Task brief: When you reach the line in the data below that contains "self.status == 200", please start repeating lines exactly, and stop after the line that contains "filename crates/client/src/fetch/url.rs", repeating nothing else.

Excerpted data:
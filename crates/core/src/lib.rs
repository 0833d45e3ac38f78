//! Core types and shared functionality for the haven worker.
//!
//! This crate provides:
//! - Named cache stores with a SQLite backend
//! - The request/response model
//! - Host-mirrored key-value storage
//! - Unified error types
//! - Configuration structures

pub mod cache;
pub mod config;
pub mod error;
pub mod http;
pub mod storage;

pub use cache::{CacheDb, CacheKey};
pub use config::{ConfigError, NotificationConfig, WorkerConfig};
pub use error::Error;
pub use http::{Destination, Request, RequestMode, Response, ResponseType};
//! Built-in offline page for navigations that cannot be served at all.

use haven_core::Response;

/// Heading text that identifies the offline page.
pub const OFFLINE_MARKER: &str = "Offline mode";

const OFFLINE_HTML: &str = include_str!("../../assets/offline.html");

/// The offline page as a 200 `text/html` response. Needs no network or cache.
pub fn page() -> Response {
    Response::html(OFFLINE_HTML)
}
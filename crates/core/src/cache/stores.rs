//! Named cache store management.
//!
//! Stores are created on first open (or first write) and remember their
//! creation order, which decides precedence for combined lookups.

use super::connection::CacheDb;
use crate::Error;
use tokio_rusqlite::params;

impl CacheDb {
    /// Open (create if missing) a named store.
    pub async fn open_cache(&self, name: &str) -> Result<(), Error> {
        let name = name.to_string();
        self.conn
            .call(move |conn| -> Result<(), Error> {
                conn.execute(
                    "INSERT OR IGNORE INTO cache_stores (name, created_at) VALUES (?1, ?2)",
                    params![name, chrono::Utc::now().to_rfc3339()],
                )?;
                Ok(())
            })
            .await
            .map_err(Error::from)
    }

    /// Whether a store with this name exists.
    pub async fn has_cache(&self, name: &str) -> Result<bool, Error> {
        let name = name.to_string();
        self.conn
            .call(move |conn| -> Result<bool, Error> {
                let exists: bool = conn.query_row(
                    "SELECT EXISTS(SELECT 1 FROM cache_stores WHERE name = ?1)",
                    params![name],
                    |row| row.get(0),
                )?;
                Ok(exists)
            })
            .await
            .map_err(Error::from)
    }

    /// All store names in creation order.
    pub async fn cache_names(&self) -> Result<Vec<String>, Error> {
        self.conn
            .call(move |conn| -> Result<Vec<String>, Error> {
                let mut stmt = conn.prepare("SELECT name FROM cache_stores ORDER BY seq ASC")?;
                let names = stmt
                    .query_map([], |row| row.get::<_, String>(0))?
                    .collect::<Result<Vec<_>, _>>()?;
                Ok(names)
            })
            .await
            .map_err(Error::from)
    }

    /// Delete a store and all of its entries.
    ///
    /// Returns false if the store did not exist.
    pub async fn delete_cache(&self, name: &str) -> Result<bool, Error> {
        let name = name.to_string();
        self.conn
            .call(move |conn| -> Result<bool, Error> {
                let tx = conn.transaction()?;
                tx.execute("DELETE FROM cache_entries WHERE cache_name = ?1", params![name])?;
                let deleted = tx.execute("DELETE FROM cache_stores WHERE name = ?1", params![name])?;
                tx.commit()?;
                Ok(deleted > 0)
            })
            .await
            .map_err(Error::from)
    }
}
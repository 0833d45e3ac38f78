//! Request and response model shared by the interceptor, the cache, and the network layer.
//!
//! Header names are stored lowercase. Bodies travel over the host bridge as
//! hex strings.

use std::collections::BTreeMap;

use serde::{Deserialize, Serialize};

/// Where the requested resource will be used by the page.
#[derive(Debug, Clone, Copy, Default, PartialEq, Eq, Serialize, Deserialize)]
#[serde(rename_all = "kebab-case")]
pub enum Destination {
    Document,
    Script,
    Style,
    Image,
    Font,
    Manifest,
    Worker,
    Frame,
    Iframe,
    Audio,
    Video,
    #[default]
    Empty,
}

/// Request mode as reported by the host.
#[derive(Debug, Clone, Copy, Default, PartialEq, Eq, Serialize, Deserialize)]
#[serde(rename_all = "kebab-case")]
pub enum RequestMode {
    Navigate,
    SameOrigin,
    NoCors,
    #[default]
    Cors,
}

/// An outgoing request from a page.
#[derive(Debug, Clone, PartialEq, Eq, Serialize, Deserialize)]
pub struct Request {
    #[serde(default = "default_method")]
    pub method: String,
    /// Absolute or origin-relative URL.
    pub url: String,
    #[serde(default)]
    pub headers: BTreeMap<String, String>,
    #[serde(default)]
    pub destination: Destination,
    #[serde(default)]
    pub mode: RequestMode,
}

fn default_method() -> String {
    "GET".into()
}

impl Request {
    /// A plain GET request with no destination.
    pub fn get(url: impl Into<String>) -> Self {
        Self {
            method: default_method(),
            url: url.into(),
            headers: BTreeMap::new(),
            destination: Destination::Empty,
            mode: RequestMode::Cors,
        }
    }

    /// A top-level document navigation.
    pub fn navigate(url: impl Into<String>) -> Self {
        Self { destination: Destination::Document, mode: RequestMode::Navigate, ..Self::get(url) }
    }

    pub fn is_get(&self) -> bool {
        self.method.eq_ignore_ascii_case("GET")
    }

    /// Whether the request loads a top-level document. Frame navigations
    /// also use `navigate` mode but do not count.
    pub fn is_navigation(&self) -> bool {
        self.destination == Destination::Document
    }
}

/// Response type as classified by the fetching side.
#[derive(Debug, Clone, Copy, Default, PartialEq, Eq, Serialize, Deserialize)]
#[serde(rename_all = "lowercase")]
pub enum ResponseType {
    /// Same-origin response.
    Basic,
    /// Cross-origin response with CORS.
    Cors,
    /// Synthesized by the worker.
    #[default]
    Default,
    Error,
    Opaque,
}

impl ResponseType {
    pub fn as_str(&self) -> &'static str {
        match self {
            ResponseType::Basic => "basic",
            ResponseType::Cors => "cors",
            ResponseType::Default => "default",
            ResponseType::Error => "error",
            ResponseType::Opaque => "opaque",
        }
    }

    /// Parse the stored lowercase form. Unknown values map to `Default`.
    pub fn parse(s: &str) -> Self {
        match s {
            "basic" => ResponseType::Basic,
            "cors" => ResponseType::Cors,
            "error" => ResponseType::Error,
            "opaque" => ResponseType::Opaque,
            _ => ResponseType::Default,
        }
    }
}

/// A full response snapshot.
#[derive(Debug, Clone, PartialEq, Eq, Serialize, Deserialize)]
pub struct Response {
    pub status: u16,
    #[serde(default)]
    pub status_text: String,
    #[serde(default)]
    pub headers: BTreeMap<String, String>,
    #[serde(default, with = "hex")]
    pub body: Vec<u8>,
    #[serde(default, rename = "type")]
    pub response_type: ResponseType,
    /// Final URL after redirects; empty for synthesized responses.
    #[serde(default)]
    pub url: String,
}

impl Response {
    pub fn new(status: u16, body: impl Into<Vec<u8>>) -> Self {
        Self {
            status,
            status_text: status_text(status).to_string(),
            headers: BTreeMap::new(),
            body: body.into(),
            response_type: ResponseType::Default,
            url: String::new(),
        }
    }

    /// A synthesized `text/html` response with status 200.
    pub fn html(body: impl Into<Vec<u8>>) -> Self {
        Self::new(200, body).with_header("content-type", "text/html")
    }

    pub fn with_header(mut self, name: &str, value: impl Into<String>) -> Self {
        self.headers.insert(name.to_ascii_lowercase(), value.into());
        self
    }

    pub fn with_type(mut self, response_type: ResponseType) -> Self {
        self.response_type = response_type;
        self
    }

    /// Case-insensitive header lookup.
    pub fn header(&self, name: &str) -> Option<&str> {
        self.headers.get(&name.to_ascii_lowercase()).map(String::as_str)
    }

    pub fn content_type(&self) -> Option<&str> {
        self.header("content-type")
    }

    /// Status in the 200-299 range.
    pub fn ok(&self) -> bool {
        (200..300).contains(&self.status)
    }

    /// Exactly 200 and same-origin: the only shape written at runtime.
    pub fn is_storable(&self) -> bool {
        self.status == 200 && self.response_type == ResponseType::Basic
    }
}

fn status_text(status: u16) -> &'static str {
    ::http::StatusCode::from_u16(status).ok().and_then(|s| s.canonical_reason()).unwrap_or_default()
}
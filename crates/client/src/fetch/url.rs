//! URL resolution against the application origin.

use url::Url;

/// Error type for URL resolution failures.
#[derive(Debug, Clone, thiserror::Error)]
pub enum UrlError {
    #[error("empty URL")]
    Empty,

    #[error("unsupported scheme: {0}")]
    UnsupportedScheme(String),

    #[error("invalid URL: {0}")]
    InvalidUrl(String),
}

/// Resolve a request URL into its canonical absolute form.
///
/// Normalization steps:
/// 1. Trim leading/trailing whitespace
/// 2. Resolve relative references against `base`
/// 3. Require http or https
/// 4. Lowercase the host
/// 5. Remove fragment (#...)
/// 6. Keep query string intact (do not reorder)
pub fn resolve(base: &Url, input: &str) -> Result<Url, UrlError> {
    let trimmed = input.trim();

    if trimmed.is_empty() {
        return Err(UrlError::Empty);
    }

    let mut parsed = base.join(trimmed).map_err(|e| UrlError::InvalidUrl(e.to_string()))?;

    match parsed.scheme() {
        "http" | "https" => {}
        scheme => return Err(UrlError::UnsupportedScheme(scheme.to_string())),
    }

    if let Some(host) = parsed.host_str().map(str::to_lowercase) {
        parsed.set_host(Some(&host)).map_err(|e| UrlError::InvalidUrl(e.to_string()))?;
    }

    parsed.set_fragment(None);

    Ok(parsed)
}

/// Whether two URLs share scheme, host, and port.
pub fn is_same_origin(a: &Url, b: &Url) -> bool {
    a.origin() == b.origin()
}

Expected answer:
        self.status == 200 && self.response_type == ResponseType::Basic
    }
}

fn status_text(status: u16) -> &'static str {
    ::http::StatusCode::from_u16(status).ok().and_then(|s| s.canonical_reason()).unwrap_or_default()
}
filename crates/client/src/fetch/url.rs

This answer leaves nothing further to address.